【オハイオ州アクロン3日(日本時間4日)発】男子ゴルフの松山英樹(24=LEXUS)がリオデジャネイロ五輪に出場しないことを表明した。世界選手権シリーズ「ブリヂストン招待」最終日(ファイアストーンCC=パー70)のラウンド後に明かしたもので、虫アレルギーなどを懸念して苦渋の決断を下したという。日本ではリオ五輪選手団の結団式、壮行会が前日に行われたばかりのタイミングで、有力なメダル候補の辞退は各方面にも大きな波紋を広げそうだ。

 悩み抜いた末の決断だった。松山はラウンド後、リオ五輪の出場について「やめます。出ません」と辞退を表明した。「ジカ熱もあるし、虫に刺されてアレルギーの反応がよくなっていない。そういう不安のあるところではプレーを避けたほうがいいのかなと。向こうに行って腫れて、プレーできなくなるのが一番困る」と理由を説明した。

 五輪開催国のブラジルでは、蚊が媒介するジカ熱が流行中。妊婦が発症すると、小頭症の子供が生まれる可能性もあるもので、かねて虫への不安がささやかれている。ゴルフ競技は自然の中で開催されるため、「どんなに虫対策を施しても完璧に封じるのは難しい」と指摘されていた。

 特に、松山はプロ1年目の2013年11月の「ダンロップフェニックス」で、虫に顔を刺されて、右頬のあたりが大きく腫れるアクシデントに見舞われた。今年6月の米メジャー第2戦「全米オープン」では、右腕を虫に刺されて腫れたことから黒いテーピングを巻き、腫れを抑えながらプレーしていた。

 リオ五輪に向けて自身のアレルギーについてスタッフらと協議を重ねた結果、リスク回避のため欠場を決めたという。ゴルフの五輪代表は11日発表の世界ランキングをもとに、各国とも上位の男女2人が代表に選ばれる。現在、世界16位で日本勢トップの松山は出場すれば、有力なメダル候補だった。「よい選択かはわからないけど、時間もないですし、早めに決断した方がいいと…。五輪に出るのが一番いいのかもしれないけど、まだまだ試合も続くし、やめたほうがいいかなとなった」

 112年ぶりに五輪競技となったが、ゴルフ界ではジカ熱などを理由に辞退者が続出。ビジェイ・シン(53=フィジー)、ローリー・マキロイ(27=英国)、アダム・スコット(35=オーストラリア)に加えて、世界1位のジェイソン・デイ(28=同)も不参加を表明していた。

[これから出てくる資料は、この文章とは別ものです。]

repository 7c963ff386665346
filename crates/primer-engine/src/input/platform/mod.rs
//! Platform event translation.

pub mod winit;
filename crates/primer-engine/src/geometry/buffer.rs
use wgpu::util::DeviceExt;

/// Owned GPU buffer with guaranteed release.
///
/// `Drop` destroys the buffer's memory immediately instead of waiting for the
/// last internal reference to go away.
pub struct GpuBuffer {
    raw: wgpu::Buffer,
    label: String,
}

impl GpuBuffer {
    /// Creates a buffer initialized with `contents`.
    pub fn init(
        device: &wgpu::Device,
        label: String,
        contents: &[u8],
        usage: wgpu::BufferUsages,
    ) -> Self {
        let raw = device.create_buffer_init(&wgpu::util::BufferInitDescriptor {
            label: Some(&label),
            contents,
            usage,
        });
        log::debug!("uploaded {label} ({} bytes)", contents.len());

        Self { raw, label }
    }

    #[inline]
    pub fn raw(&self) -> &wgpu::Buffer {
        &self.raw
    }
}

impl Drop for GpuBuffer {
    fn drop(&mut self) {
        self.raw.destroy();
        log::trace!("released {}", self.label);
    }
}
use winit::window::{Window, WindowId};

use crate::device::{Gpu, SurfaceErrorAction};
use crate::frame::FramePlan;
use crate::input::InputState;

use super::app::AppControl;

/// Per-window handles and immutable window metadata.
pub struct WindowCtx<'a> {
    pub id: WindowId,
    pub window: &'a Window,
}

/// Context passed to `core::App::on_start`.
pub struct StartCtx<'a, 'w> {
    pub window: WindowCtx<'a>,
    pub gpu: &'a Gpu<'w>,
}

/// Per-frame context passed to `core::App::on_frame`.
///
/// Lifetimes:
/// - `'a` is the duration of the callback invocation
/// - `'w` is the window-borrow lifetime carried by `Gpu<'w>`
pub struct FrameCtx<'a, 'w> {
    pub window: WindowCtx<'a>,
    pub gpu: &'a mut Gpu<'w>,
    pub input: &'a InputState,
}

impl<'a, 'w> FrameCtx<'a, 'w> {
    /// Executes `plan` as one render pass and presents the frame.
    ///
    /// The pass is cleared to `plan.clear` and rasterizes into `plan.viewport`.
    /// `record` runs only when the plan contains a draw; it binds the program and
    /// buffers and issues that draw.
    pub fn render<F>(&mut self, plan: &FramePlan, record: F) -> AppControl
    where
        F: FnOnce(&mut wgpu::RenderPass<'_>),
    {
        let mut frame = match self.gpu.begin_frame() {
            Ok(f) => f,
            Err(err) => {
                log::debug!("surface error: {err}");
                let action = self.gpu.handle_surface_error(err);
                if action == SurfaceErrorAction::Fatal {
                    log::error!("surface lost beyond recovery");
                    return AppControl::Exit;
                }
                return AppControl::Continue;
            }
        };

        // The pass borrows the encoder; it must end before submit() takes the frame.
        {
            let mut pass = frame.encoder.begin_render_pass(&wgpu::RenderPassDescriptor {
                label: Some("primer frame"),
                color_attachments: &[Some(wgpu::RenderPassColorAttachment {
                    view: &frame.view,
                    resolve_target: None,
                    ops: wgpu::Operations {
                        load: wgpu::LoadOp::Clear(plan.clear.to_wgpu()),
                        store: wgpu::StoreOp::Store,
                    },
                    depth_slice: None,
                })],
                depth_stencil_attachment: None,
                timestamp_writes: None,
                occlusion_query_set: None,
                multiview_mask: None,
            });

            let surface = self.gpu.size();
            let fits = plan.viewport.width <= surface.width && plan.viewport.height <= surface.height;

            if !plan.viewport.is_empty() && fits {
                let (x, y, w, h, min_depth, max_depth) = plan.viewport.to_pass_args();
                pass.set_viewport(x, y, w, h, min_depth, max_depth);

                if plan.draw.is_some() {
                    record(&mut pass);
                }
            }
        }

        self.window.window.pre_present_notify();
        self.gpu.submit(frame);

        AppControl::Continue
    }
}
use anyhow::{Context, Result};
use wgpu::SurfaceError;
use winit::dpi::PhysicalSize;
use winit::window::Window;

use super::{GpuFrame, GpuInit, SurfaceErrorAction};
use super::surface;

/// Owns wgpu core objects and the surface configuration.
///
/// This type is the graphics context of the window:
/// - creates and stores Instance/Adapter/Device/Queue
/// - creates and configures the Surface (swapchain)
/// - acquires frames and provides an encoder + view for rendering
pub struct Gpu<'w> {
    /// Kept alive for the lifetime of the surface.
    #[allow(dead_code)]
    instance: wgpu::Instance,

    /// Surface bound to the window.
    surface: wgpu::Surface<'w>,

    /// Logical device.
    device: wgpu::Device,

    /// Command queue.
    queue: wgpu::Queue,

    /// Active surface configuration.
    config: wgpu::SurfaceConfiguration,

    /// Current drawable size in physical pixels.
    size: PhysicalSize<u32>,
}

impl<'w> Gpu<'w> {
    /// Creates a GPU context bound to a window.
    ///
    /// Adapter/device acquisition is asynchronous under wgpu.
    pub async fn new(window: &'w Window, init: GpuInit) -> Result<Self> {
        let size = window.inner_size();
        anyhow::ensure!(size.width > 0 && size.height > 0, "window has zero size");

        let GpuInit {
            backends,
            prefer_srgb,
            present_mode,
            alpha_mode,
            required_features,
            required_limits,
            desired_maximum_frame_latency,
        } = init;

        let instance = wgpu::Instance::new(&wgpu::InstanceDescriptor {
            backends,
            ..Default::default()
        });

        let surface = instance
            .create_surface(window)
            .context("failed to create wgpu surface")?;

        let adapter = instance
            .request_adapter(&wgpu::RequestAdapterOptions {
                power_preference: wgpu::PowerPreference::default(),
                compatible_surface: Some(&surface),
                force_fallback_adapter: false,
            })
            .await
            .with_context(|| format!("no GPU adapter available for backends {backends:?}"))?;

        let info = adapter.get_info();
        log::info!("adapter: {} ({:?})", info.name, info.backend);

        let (device, queue) = adapter
            .request_device(&wgpu::DeviceDescriptor {
                label: Some("primer device"),
                required_features,
                required_limits,
                experimental_features: wgpu::ExperimentalFeatures::disabled(),
                memory_hints: wgpu::MemoryHints::MemoryUsage,
                trace: wgpu::Trace::Off,
            })
            .await
            .context("adapter cannot provide the requested device profile")?;

        let surface_caps = surface.get_capabilities(&adapter);
        let format = surface::choose_surface_format(&surface_caps, prefer_srgb)
            .context("no supported surface formats")?;

        let alpha_mode = surface::choose_alpha_mode(&surface_caps, alpha_mode);

        let config = wgpu::SurfaceConfiguration {
            usage: wgpu::TextureUsages::RENDER_ATTACHMENT,
            format,
            width: size.width.max(1),
            height: size.height.max(1),
            present_mode,
            alpha_mode,
            view_formats: vec![],
            desired_maximum_frame_latency,
        };

        surface.configure(&device, &config);
        log::debug!("surface configured: {format:?} {}x{}", config.width, config.height);

        Ok(Self {
            instance,
            surface,
            device,
            queue,
            config,
            size,
        })
    }

    /// Returns the active surface format.
    pub fn surface_format(&self) -> wgpu::TextureFormat {
        self.config.format
    }

    /// Returns the current drawable size (physical pixels).
    pub fn size(&self) -> PhysicalSize<u32> {
        self.size
    }

    /// Returns a reference to the logical device.
    pub fn device(&self) -> &wgpu::Device {
        &self.device
    }

    /// Returns a reference to the command queue.
    pub fn queue(&self) -> &wgpu::Queue {
        &self.queue
    }

    /// Reconfigures the surface after a resize.
    pub fn resize(&mut self, new_size: PhysicalSize<u32>) {
        surface::apply_resize(
            &self.surface,
            &self.device,
            &mut self.config,
            &mut self.size,
            new_size,
        );
    }

    /// Acquires the next surface texture and creates an encoder.
    pub fn begin_frame(&self) -> std::result::Result<GpuFrame, SurfaceError> {
        let surface_texture = self.surface.get_current_texture()?;
        let view = surface_texture
            .texture
            .create_view(&wgpu::TextureViewDescriptor::default());

        let encoder = self
            .device
            .create_command_encoder(&wgpu::CommandEncoderDescriptor {
                label: Some("primer frame encoder"),
            });

        Ok(GpuFrame {
            surface_texture,
            view,
            encoder,
        })
    }

    /// Submits the recorded commands for the given frame and presents it.
    pub fn submit(&self, frame: GpuFrame) {
        self.queue.submit(std::iter::once(frame.encoder.finish()));
        drop(frame.view);
        frame.surface_texture.present();
    }

    /// Converts a `SurfaceError` into a higher-level action.
    pub fn handle_surface_error(&mut self, err: SurfaceError) -> SurfaceErrorAction {
        surface::map_surface_error(&self.surface, &self.device, &self.config, self.size, err)
    }
}
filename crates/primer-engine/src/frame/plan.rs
use crate::coords::Viewport;
use crate::geometry::DrawCall;
use crate::paint::Color;

/// Everything one frame does: clear, set the viewport, and at most one draw.
#[derive(Debug, Copy, Clone, PartialEq)]
pub struct FramePlan {
    pub clear: Color,
    pub viewport: Viewport,
    pub draw: Option<DrawCall>,
}
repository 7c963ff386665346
use std::fmt;

/// Maximum number of characters kept from a compiler or linker diagnostic.
pub const INFO_LOG_CAPACITY: usize = 512;

/// Bounded diagnostic text produced by shader compilation or linking.
#[derive(Debug, Clone, Default, PartialEq, Eq)]
pub struct InfoLog(String);

impl InfoLog {
    /// Creates a log, keeping at most [`INFO_LOG_CAPACITY`] characters.
    pub fn new(text: impl Into<String>) -> Self {
        let mut text = text.into();
        if let Some((cut, _)) = text.char_indices().nth(INFO_LOG_CAPACITY) {
            text.truncate(cut);
        }
        Self(text)
    }

    #[inline]
    pub fn as_str(&self) -> &str {
        &self.0
    }

    #[inline]
    pub fn is_empty(&self) -> bool {
        self.0.is_empty()
    }
}

impl fmt::Display for InfoLog {
    fn fmt(&self, f: &mut fmt::Formatter<'_>) -> fmt::Result {
        f.write_str(self.0.trim_end())
    }
}
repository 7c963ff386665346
use std::sync::Once;

/// Filter used when neither the config nor `RUST_LOG` provides one.
///
/// The GPU stack is chatty at `info`; keep it at `warn` unless asked otherwise.
pub const DEFAULT_FILTER: &str = "info,wgpu_core=warn,wgpu_hal=warn,naga=warn";

/// Logger configuration.
///
/// `env_filter` follows the `env_logger` filter syntax (e.g. "info", "warn",
/// "primer_engine=debug,wgpu_core=warn").
///
/// `write_style` controls ANSI coloring behavior.
#[derive(Debug, Clone)]
pub struct LoggingConfig {
    pub env_filter: Option<String>,
    pub write_style: env_logger::WriteStyle,
    pub target: LogTarget,
}

impl Default for LoggingConfig {
    fn default() -> Self {
        Self {
            env_filter: None,
            write_style: env_logger::WriteStyle::Auto,
            target: LogTarget::Stdout,
        }
    }
}

/// Stream the logger writes to. Diagnostics go to stdout unless redirected.
#[derive(Debug, Copy, Clone, Default, Eq, PartialEq)]
pub enum LogTarget {
    #[default]
    Stdout,
    Stderr,
}

impl LogTarget {
    pub fn to_env_logger(self) -> env_logger::Target {
        match self {
            LogTarget::Stdout => env_logger::Target::Stdout,
            LogTarget::Stderr => env_logger::Target::Stderr,
        }
    }
}

impl LoggingConfig {
    /// Resolves the filter string: explicit config, then `RUST_LOG`, then [`DEFAULT_FILTER`].
    ///
    /// Blank values count as unset at every step.
    pub fn resolve_filter(&self, rust_log: Option<String>) -> String {
        let non_blank = |f: &String| !f.trim().is_empty();
        self.env_filter
            .clone()
            .filter(non_blank)
            .or_else(|| rust_log.filter(non_blank))
            .unwrap_or_else(|| DEFAULT_FILTER.to_string())
    }
}

static INIT: Once = Once::new();

/// Initializes the global logger once.
///
/// This function is idempotent; subsequent calls are ignored.
/// Intended usage is early in `main`.
pub fn init_logging(config: LoggingConfig) {
    INIT.call_once(|| {
        let filter = config.resolve_filter(std::env::var("RUST_LOG").ok());

        let mut builder = env_logger::Builder::new();
        builder.parse_filters(&filter);
        builder.write_style(config.write_style);
        builder.target(config.target.to_env_logger());

        // try_init: a test harness or embedding binary may already own the logger.
        if builder.try_init().is_err() {
            return;
        }

        log::debug!("logging initialized (filter: {filter})");
    });
}
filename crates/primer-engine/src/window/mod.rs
//! Window + runtime loop.
//!
//! Owns the `winit` EventLoop and Window, and wires them to the GPU layer.

mod runtime;

pub use runtime::{Runtime, RuntimeConfig};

 リオ五輪で男子代表監督を務める丸山茂樹(46=セガサミー)は先週、松山について「相当迷っていると思う。ジカ熱も怖いし、治安もよくない。世界の仲間たちが欠場を決めている。個人戦だし、環境などさまざまな事情がある。松山には『気を使うな』と言ってあります」と話していた。

 男子ゴルフ界では「五輪よりもツアー重視」と皮肉られるほど、ビッグネームの辞退が相次いでいるが、A・スコットが五輪欠場を表明した際には、母国オーストラリアで大バッシングを受け、国民的な議論に発展した。

 くしくも3日には都内で五輪選手団の結団式が行われたばかり。リオに向けて国内のムードが高まる中、ネット上では「松山辞退」に落胆する声が続々。「ブラジルの環境が悪すぎる」「虫アレルギーならしょうがない」と同情する意見が多くみられた。それほど衝撃的な決断だった。